Favorite Food: Italian, Greek, and Chinese. I make excellent vegetarian lasagna, baked ziti, eggplant subs, tofu sandwiches, stir fry, and pasta sauce. I aspire to be vegetarian, as soon as I stop loving steak so much.

Six things I could never do without
This section of the profile is responsible for the worldwide majority of jokes regarding vital organs and essential life sustaining substances. The creators of these jokes undoubtedly pat themselves on the back after typing them, thinking, "Heh. I'm so clever." But back to the question -

I really work better if I have someone latching onto me like a lamprey while I pretend to hate it. I need an outlet for creativity, and another for logic. I always need someone to discuss philosophy with. I absolutely must have a friend to cook with. I need an impossible challenge to inspire me, otherwise I get lazy.
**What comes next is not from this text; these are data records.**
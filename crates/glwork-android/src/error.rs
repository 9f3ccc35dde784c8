use thiserror::Error;

/// A host call failed below the shim, e.g. a JNI error or a thrown exception.
#[derive(Debug, Clone, PartialEq, Eq, Error)]
#[error("host call failed: {0}")]
pub struct HostError(pub String);

#[cfg(target_os = "android")]
impl From<jni::errors::Error> for HostError {
    fn from(err: jni::errors::Error) -> Self {
        HostError(err.to_string())
    }
}

#[derive(Debug, Clone, PartialEq, Eq, Error)]
pub enum ShimError {
    #[error("cannot find class {name}")]
    ClassNotFound { name: String },

    #[error("cannot find method {name} {signature}")]
    MethodNotFound { name: String, signature: String },

    #[error("cannot find static field {name}")]
    FieldNotFound { name: String },

    #[error("C string argument is not valid UTF-8")]
    InvalidString,

    #[error(transparent)]
    Host(#[from] HostError),
}
//! Typed GL calls and their fixed-shape wire encoding.
//!
//! [`GlCall`] is what Rust code builds; [`FnArgs`] plus a `parg` pointer is
//! what crosses the C boundary. [`GlCall::encode`] and [`GlCall::from_raw`]
//! convert between the two following the slot layout of each function.

use std::ffi::{c_char, CStr};
use std::marker::PhantomData;
use std::{ptr, slice};

use crate::error::DispatchError;
use crate::ffi::{word, FnArgs, GlFn};
use crate::handles::*;
use crate::pixels;

/// One GL call with its arguments in their real types.
#[derive(Debug, Clone, Copy, PartialEq)]
pub enum GlCall<'a> {
    ActiveTexture {
        texture: Enum,
    },
    AttachShader {
        program: Program,
        shader: Shader,
    },
    BindBuffer {
        target: Enum,
        buffer: Buffer,
    },
    BindTexture {
        target: Enum,
        texture: Texture,
    },
    BindVertexArray {
        array: VertexArray,
    },
    BlendColor {
        red: f32,
        green: f32,
        blue: f32,
        alpha: f32,
    },
    BlendFunc {
        sfactor: Enum,
        dfactor: Enum,
    },
    BufferData {
        target: Enum,
        data: &'a [u8],
        usage: Enum,
    },
    Clear {
        mask: u32,
    },
    ClearColor {
        red: f32,
        green: f32,
        blue: f32,
        alpha: f32,
    },
    CompileShader {
        shader: Shader,
    },
    CreateProgram,
    CreateShader {
        ty: Enum,
    },
    DeleteBuffer {
        buffer: Buffer,
    },
    DeleteTexture {
        texture: Texture,
    },
    Disable {
        cap: Enum,
    },
    DrawArrays {
        mode: Enum,
        first: i32,
        count: i32,
    },
    Enable {
        cap: Enum,
    },
    EnableVertexAttribArray {
        attrib: Attrib,
    },
    Flush,
    GenBuffer,
    GenTexture,
    GenVertexArray,
    GetAttribLocation {
        program: Program,
        name: &'a CStr,
    },
    GetError,
    /// Writes the log into the output buffer; its length is the GL buffer size.
    GetShaderInfoLog {
        shader: Shader,
    },
    GetShaderSource {
        shader: Shader,
    },
    /// Returns the parameter value itself as a sign-extended word; no output
    /// buffer is written.
    GetShaderiv {
        shader: Shader,
        pname: Enum,
    },
    /// Writes one native-endian `i32` into the output buffer.
    GetTexParameteriv {
        target: Enum,
        pname: Enum,
    },
    GetUniformLocation {
        program: Program,
        name: &'a CStr,
    },
    LinkProgram {
        program: Program,
    },
    ReadPixels {
        x: i32,
        y: i32,
        width: i32,
        height: i32,
        format: Enum,
        ty: Enum,
    },
    Scissor {
        x: i32,
        y: i32,
        width: i32,
        height: i32,
    },
    ShaderSource {
        shader: Shader,
        source: &'a str,
    },
    TexImage2D {
        target: Enum,
        level: i32,
        internal_format: i32,
        width: i32,
        height: i32,
        format: Enum,
        ty: Enum,
        pixels: Option<&'a [u8]>,
    },
    TexParameteri {
        target: Enum,
        pname: Enum,
        param: i32,
    },
    Uniform1f {
        location: Uniform,
        value: f32,
    },
    Uniform4f {
        location: Uniform,
        values: [f32; 4],
    },
    Uniform4fv {
        location: Uniform,
        values: &'a [[f32; 4]],
    },
    UseProgram {
        program: Program,
    },
    VertexAttribPointer {
        attrib: Attrib,
        size: i32,
        ty: Enum,
        normalized: bool,
        stride: i32,
        offset: usize,
    },
    Viewport {
        x: i32,
        y: i32,
        width: i32,
        height: i32,
    },
}
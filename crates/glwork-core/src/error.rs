use thiserror::Error;

use crate::ffi::GlFn;
use crate::handles::Enum;

/// Why a call was refused before it reached the GL driver.
///
/// GL's own errors are never reported here; they stay queued in the driver
/// and are read back with [`GlFn::GetError`].
#[derive(Debug, Clone, PartialEq, Eq, Error)]
pub enum DispatchError {
    #[error("record carries the undefined function tag")]
    Undefined,

    #[error("unknown GL function tag {0}")]
    UnknownFunction(u32),

    #[error("{0} requires an output buffer")]
    MissingOutput(GlFn),

    #[error("{func} needs {needed} bytes of buffer, got {got}")]
    BufferTooSmall { func: GlFn, needed: usize, got: usize },

    #[error("{0} received a null pointer argument")]
    NullPointer(GlFn),

    #[error("{0} received a misaligned pointer argument")]
    Misaligned(GlFn),

    #[error("shader source is not valid UTF-8")]
    InvalidSource,

    #[error("unsupported pixel format {format:#06x} with type {ty:#06x}")]
    UnsupportedPixelFormat { format: Enum, ty: Enum },

    #[error("a {width}x{height} pixel rectangle does not fit in memory")]
    ImageTooLarge { width: i32, height: i32 },

    #[error("{0} was given an element count too large to address")]
    LengthOverflow(GlFn),

    #[error("null call record")]
    NullRecord,

    #[error("GL driver unavailable: {0}")]
    DriverUnavailable(String),

    #[error("GL worker is no longer running")]
    WorkerGone,
}
//! Renders the C view of the function table.
//!
//! Host code that fills `struct fnargs` from C includes the output of
//! [`render_c_header`] instead of keeping its own copy of the numbering.

use std::fmt::Write;
use std::io;
use std::path::Path;

use crate::ffi::{GlFn, ARG_SLOTS};

pub fn render_c_header() -> String {
    let mut out = String::new();

    out.push_str("// Generated by glwork. Do not edit.\n\n");
    out.push_str("#ifndef GLWORK_H\n#define GLWORK_H\n\n");
    out.push_str("#include <stdint.h>\n\n");

    out.push_str("typedef enum {\n");
    for func in std::iter::once(GlFn::Undefined).chain(GlFn::ALL.iter().copied()) {
        let _ = writeln!(out, "\t{} = {},", func.c_name(), func.tag());
    }
    out.push_str("} glfn;\n\n");

    out.push_str("struct fnargs {\n\tglfn fn;\n\n");
    for slot in 0..ARG_SLOTS {
        let _ = writeln!(out, "\tuintptr_t a{slot};");
    }
    out.push_str("};\n\n");

    out.push_str("extern uintptr_t processFn(struct fnargs* args, char* parg);\n");
    out.push_str(
        "extern int32_t processFnChecked(struct fnargs* args, char* parg, uintptr_t* ret);\n\n",
    );
    out.push_str("#endif\n");
    out
}

/// Write the header from a consumer `build.rs`.
///
/// The file is only rewritten when its contents change, so dependents are
/// not rebuilt needlessly.
pub fn write_c_header(path: &Path) -> io::Result<()> {
    let header = render_c_header();
    if std::fs::read_to_string(path).is_ok_and(|old| old == header) {
        return Ok(());
    }
    std::fs::write(path, header)
}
As independent as I imagine myself, half of my needs are people.
I spend a lot of time thinking about
Patterns, numbers, sounds, statistics, psychology, philosophy, snuggling.

Planning out conversations before they happen, and thinking of genuinely funny things to say, rather than rehashing something I've heard. I get bored when people idiotically repeat phrases they've heard or said themselves, ad nauseum.

I'm fascinated by horrible events and people - mainly their butterfly effects. It's ironic how hatred and spite towards unpleasant stimulus often plays the largest role in defining who a person is.

If you want to change the world, give it something to hate.

On a typical Friday night I am
Too drunk to care.
The most private thing I’m willing to admit
I've been diagnosed with insomnia, but nothing puts me to sleep faster than someone scratching my head and playing with my hair.